Then, in 2017, just two months after President Donald Trump's inauguration, Nevada's state legislature voted to ratify it. One year later, in May 2018, Illinois ratified it. Now, ERA advocates need just one more state legislature to move, and arguably the ERA would immediately become law. After coming extremely close in Virginia earlier this year, they have set their sights on Arizona, North Carolina, and Louisiana, where a ratification bill just got moved out of committee.

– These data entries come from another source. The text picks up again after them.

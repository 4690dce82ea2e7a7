use std::collections::HashMap;
use std::net::SocketAddr;
use std::sync::Arc;

use futures::{SinkExt, StreamExt};
use tokio::net::TcpStream;
use tokio_util::codec::{Framed, LengthDelimitedCodec};

use wire::chain::Request;

type Channel = Framed<TcpStream, LengthDelimitedCodec>;

// A peer channel may be ready (if Some), mid-request (if locked), or not
// yet dialed (None and unlocked).
type DialState = Arc<tokio::sync::Mutex<Option<Channel>>>;

/// Lazily-dialed, re-used framed channels to chain peers. One request is
/// in flight per channel at a time; a channel that fails transport is
/// dropped and re-dialed by the next request.
#[derive(Debug, Default)]
pub struct Chains {
    states: std::sync::Mutex<HashMap<SocketAddr, DialState>>,
}

/// Exclusive use of one peer channel, checked out ahead of time so a
/// caller can reserve its forwarding slot before releasing other locks.
pub struct Connection {
    peer: SocketAddr,
    state: tokio::sync::OwnedMutexGuard<Option<Channel>>,
}

impl Chains {
    /// Acquire the channel to `peer`, dialing nothing yet. Requests issued
    /// on the returned connection go out in checkout order.
    pub async fn checkout(&self, peer: SocketAddr) -> Connection {
        let state = self.state(peer);
        Connection {
            peer,
            state: state.lock_owned().await,
        }
    }

    /// Send `request` to `peer` and await its reply.
    pub async fn request<R: serde::de::DeserializeOwned>(
        &self,
        peer: SocketAddr,
        request: &Request,
    ) -> crate::Result<R> {
        self.checkout(peer).await.round_trip(request).await
    }

    fn state(&self, peer: SocketAddr) -> DialState {
        // Non-async lock; never held across an await point.
        let mut states = self.states.lock().unwrap();
        states.entry(peer).or_default().clone()
    }
}

impl Connection {
    /// Send `request` and await the reply, dialing the peer first if no
    /// ready channel exists.
    pub async fn round_trip<R: serde::de::DeserializeOwned>(
        &mut self,
        request: &Request,
    ) -> crate::Result<R> {
        if self.state.is_none() {
            let socket = TcpStream::connect(self.peer).await?;
            *self.state = Some(Framed::new(socket, wire::chain_codec()));
        }
        let channel = self.state.as_mut().expect("channel was just dialed");

        let result = Self::exchange(channel, request).await;
        if result.is_err() {
            // Drop the broken channel; the next request re-dials.
            *self.state = None;
        }
        result
    }

    async fn exchange<R: serde::de::DeserializeOwned>(
        channel: &mut Channel,
        request: &Request,
    ) -> crate::Result<R> {
        let frame = bytes::Bytes::from(serde_json::to_vec(request)?);
        channel.send(frame).await?;

        let reply = channel.next().await.ok_or(crate::Error::UnexpectedEof)??;
        Ok(serde_json::from_slice(&reply)?)
    }
}
use std::net::SocketAddr;

use anyhow::Context;
use clap::Parser;
use tokio::net::TcpListener;
use tokio_util::sync::CancellationToken;

use craq::{Position, Replica};

/// A single replica of a chain-replicated key-value store.
#[derive(Debug, Parser)]
#[command(about, version)]
struct Cli {
    /// Comma-separated replica addresses, head first, tail last.
    #[arg(long, env = "CRAQ_CHAIN", value_delimiter = ',', required = true)]
    chain: Vec<SocketAddr>,

    /// This replica's position within --chain.
    #[arg(long, env = "CRAQ_INDEX")]
    index: usize,

    #[command(flatten)]
    log: cli_common::LogArgs,
}

#[tokio::main]
async fn main() -> anyhow::Result<()> {
    let cli = Cli::parse();
    cli_common::init_logging(&cli.log);

    let Some(&tail) = cli.chain.last() else {
        anyhow::bail!("--chain must name at least one replica");
    };
    anyhow::ensure!(
        cli.index < cli.chain.len(),
        "--index {} is outside the {}-replica chain",
        cli.index,
        cli.chain.len()
    );

    let position = Position {
        prev: cli.index.checked_sub(1).map(|i| cli.chain[i]),
        next: cli.chain.get(cli.index + 1).copied(),
        tail,
    };
    let listen = cli.chain[cli.index];
    let listener = TcpListener::bind(listen)
        .await
        .with_context(|| format!("failed to bind replica port {listen}"))?;

    let stop = CancellationToken::new();
    let ctrl_c = stop.clone();
    tokio::spawn(async move {
        if tokio::signal::ctrl_c().await.is_ok() {
            tracing::info!("received ctrl-c, shutting down");
            ctrl_c.cancel();
        }
    });

    Replica::new(format!("replica-{}", cli.index), position)
        .serve(listener, stop)
        .await
}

Today's hearing was the first step to attempt to address where we go from here regarding the deadline. With a crowd of activists dressed in suffragette white seated behind them, Rep. Speier and Rep. Carolyn Maloney (D-NY), who has also introduced a bill to re-introduce and re-start the ERA ratification process as a "fallback," opened the testimony. Rep. Speier called it an "embarrassment" that the United States is the only industrialized nation not to have explicit language declaring equal rights for women in its Constitution.
"Some have called the ERA just a symbol. Keep in mind that symbols are important. Yes, it is a symbol," Rep. Maloney said. "But women need much, much more than a symbol. We need respect. We need fairness. And we need to be in the Constitution. Not having the ERA has real consequences for real women. We cannot enforce equal pay for equal work unless the ERA is in the Constitution. It's that simple."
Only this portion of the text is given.